TRWN statement to the UN General Assembly First Committee

TRWN_Logo_Colour_960pxStatement to the UN General Assembly First Committee on Disarmament and International Security, New York 16 October 2015, delivered by Doug Weir, Toxic Remnants of War Project, on behalf of the Toxic Remnants of War Network.

Mr Chairman, ladies and gentlemen, thank you for the opportunity to deliver this statement on the humanitarian impact of wartime environmental damage, which I present on behalf of the Toxic Remnants of War Network.

Armed conflict creates environmental threats that can directly and indirectly impact the lives and livelihoods of civilian populations. The targeting of industrial sites and urban areas can generate toxic hazards, as can the remnants of weapons and abandoned military materiel. Water, sanitation and waste management infrastructure may be disrupted or destroyed, while population displacement can place enormous burdens on ecosystems and natural resources. Natural resources may also fuel conflicts, or fall victim to them, through over extraction, or scorched earth policies.

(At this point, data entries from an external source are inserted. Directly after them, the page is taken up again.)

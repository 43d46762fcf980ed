//! 已读位置与未读数
//!
//! 服务器的已读线通过两种途径到达：
//! - 消息流中的已读线标记（messageType 10000），`senderId` 是读者
//! - 已读位置接口的直接应答
//!
//! 两者都写入 [`ReadLineBook`]，按 `(读者, 会话对方)` 记录且只增不减。
//! 本地乐观值在服务器确认前先行生效，有效已读线取两者较大值。

use crate::im::message::reconciler::ConversationLog;
use crate::im::message::types::UserId;
use std::collections::{BTreeMap, HashMap};
use tracing::debug;

/// 已读线账本：`(readerId, contactId) -> syncId`
#[derive(Debug, Default, Clone, PartialEq)]
pub struct ReadLineBook {
    lines: HashMap<(UserId, UserId), i64>,
}

impl ReadLineBook {
    pub fn new() -> Self {
        Self::default()
    }

    /// 记录 `reader` 在与 `contact` 的会话中已读到 `sync_id`，返回是否推进
    pub fn record(&mut self, reader: UserId, contact: UserId, sync_id: i64) -> bool {
        let line = self.lines.entry((reader, contact)).or_insert(i64::MIN);
        if sync_id > *line {
            *line = sync_id;
            true
        } else {
            false
        }
    }

    pub fn get(&self, reader: UserId, contact: UserId) -> Option<i64> {
        self.lines.get(&(reader, contact)).copied()
    }

    /// 从合并后的会话中解析已读线标记
    pub fn absorb_markers<'a>(&mut self, logs: impl IntoIterator<Item = &'a ConversationLog>) {
        for log in logs {
            for marker in log.markers() {
                self.record(marker.sender_id, marker.receiver_id, marker.sync_id);
            }
        }
    }

    pub fn clear(&mut self) {
        self.lines.clear();
    }
}

/// 未读数计算
#[derive(Debug, Clone)]
pub struct ReadPositionTracker {
    current_user: UserId,
    book: ReadLineBook,
    /// 会话对方 -> 本地乐观已读线
    optimistic: HashMap<UserId, i64>,
    /// 最近一次可信的未读数
    last_good: Option<BTreeMap<UserId, usize>>,
}

impl ReadPositionTracker {
    pub fn new(current_user: UserId) -> Self {
        Self {
            current_user,
            book: ReadLineBook::new(),
            optimistic: HashMap::new(),
            last_good: None,
        }
    }

    pub fn absorb_markers<'a>(&mut self, logs: impl IntoIterator<Item = &'a ConversationLog>) {
        self.book.absorb_markers(logs);
    }

    /// 记录服务器确认的当前用户已读线
    pub fn record_server_read_line(&mut self, contact_id: UserId, sync_id: i64) -> bool {
        self.book.record(self.current_user, contact_id, sync_id)
    }

    /// 服务器记录的当前用户已读线
    pub fn server_read_line(&self, contact_id: UserId) -> Option<i64> {
        self.book.get(self.current_user, contact_id)
    }

    /// 对方对我方消息的已读线
    pub fn peer_read_line(&self, contact_id: UserId) -> Option<i64> {
        self.book.get(contact_id, self.current_user)
    }

    pub fn optimistic_read_line(&self, contact_id: UserId) -> Option<i64> {
        self.optimistic.get(&contact_id).copied()
    }

    /// `max(服务器已读线, 乐观已读线)`，两者都没有时为 0
    pub fn effective_read_line(&self, contact_id: UserId) -> i64 {
        self.server_read_line(contact_id)
            .into_iter()
            .chain(self.optimistic_read_line(contact_id))
            .max()
            .unwrap_or(0)
    }

    /// 对方发来、非标记、且 syncId 超过有效已读线的消息数
    pub fn unread_count(&self, contact_id: UserId, log: &ConversationLog) -> usize {
        let line = self.effective_read_line(contact_id);
        log.messages()
            .filter(|m| m.is_incoming_from(contact_id) && m.sync_id > line)
            .count()
    }

    /// 把乐观已读线提升到对方最新一条消息，只增不减；返回是否推进
    pub fn mark_contact_as_read_optimistically(
        &mut self,
        contact_id: UserId,
        log: &ConversationLog,
    ) -> bool {
        let Some(latest) = log.latest_incoming_sync_id() else {
            return false;
        };
        let current = self.optimistic.entry(contact_id).or_insert(i64::MIN);
        if latest > *current {
            debug!(
                "[ReadLine] 乐观已读线推进: contact={}, {} -> {}",
                contact_id,
                if *current == i64::MIN { 0 } else { *current },
                latest
            );
            *current = latest;
            true
        } else {
            false
        }
    }

    /// 所有会话的未读数
    ///
    /// 历史尚未加载完成时返回上一次可信的结果（冷启动时为空），
    /// 避免服务器标记到达前闪现错误的计数。
    pub fn unread_counts<'a>(
        &mut self,
        logs: impl IntoIterator<Item = &'a ConversationLog>,
        history_loaded: bool,
    ) -> BTreeMap<UserId, usize> {
        if !history_loaded {
            return self.last_good.clone().unwrap_or_default();
        }
        let counts: BTreeMap<UserId, usize> = logs
            .into_iter()
            .map(|log| (log.contact_id, self.unread_count(log.contact_id, log)))
            .collect();
        self.last_good = Some(counts.clone());
        counts
    }

    /// 登出时清空
    pub fn reset(&mut self) {
        self.book.clear();
        self.optimistic.clear();
        self.last_good = None;
    }
}
//! 推送连接回调接口

use crate::im::connection::state::ConnectionState;
use crate::im::message::types::DirectMessage;
use async_trait::async_trait;

/// 推送连接监听器
///
/// 回调在读任务内按到达顺序依次 await，实现方不应长时间阻塞。
#[async_trait]
pub trait ConnectionListener: Send + Sync {
    /// 连接状态变化
    async fn on_connection_status_changed(&self, state: ConnectionState);

    /// 收到 type 4 私信同步帧
    async fn on_push_message(&self, message: DirectMessage);
}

We see these problems in Syria, in Ukraine, in Iraq, in Gaza and in conflict zones around the world. With each new conflict, our understanding of these interactions has grown, as has the awareness that these are not just environmental threats. These problems can threaten security, they can threaten effective peacebuilding, they can threaten post-war reconstruction and sustainable development, and they can threaten economic recovery. Above all, they can directly threaten the lives and livelihoods of civilians.

Since the 1990s, and thanks to the work of UNEP, OCHA, the UNDP and many other actors, how the international community responds to wartime environmental damage has improved, but there is much more that could, and should, be done. In spite of their work, and as the Secretary General observed in 2014, the environment still remains “a silent casualty of war and armed conflict”.

The systemic marginalisation of the environment as an issue, has led to the fragmentation of responses. This can create obstacles to the spread of best practice, act as a barrier to issue ownership and can help breed complacency.

In the coming decades, population growth, climate change and pressure over access to natural resources will all serve to increase the vulnerability of civilian populations to wartime environmental damage. We therefore urgently need new and creative policy approaches that can help minimise it; where damage does occur, we must ensure recognition and assistance for those harmed and we must provide timely, and effective, environmental assessment, remediation and restoration.

Our Network therefore welcomes the recent efforts of UNEP, the ICRC, the ILC and the Nordic governments to create and sustain a new discourse on strengthening protection for the environment in relation to armed conflicts. Unlike previous initiatives, the new discourse has not been the result of a particular conflict or incident but instead represents a growing consensus on both the inadequacy of current legal protection, and the necessity for change.

Mr Chairman,

Strengthening protection for the environment, and for those who depend on it, will be challenging. But the international community already has the necessary tools at its disposal to achieve this goal; from the field experience and practice of international organisations and civil society; to the observations and conclusions from four decades of legal debate; to the norms, principles and mechanisms established by human rights, environmental and disarmament treaty regimes.

All these tools could be used to inform how environmental protection and post-conflict assistance could be improved, providing that there is the political will to do so.

Governments that support progress on strengthening the protection of the environment in relation to armed conflicts should emphasise the linkages between the protection of the environment and the protection of civilians. They should also acknowledge the weakness of current legal protection.

Finally, governments should endorse the utility and applicability of human rights law and environmental law in informing how the international community proceeds on this topic.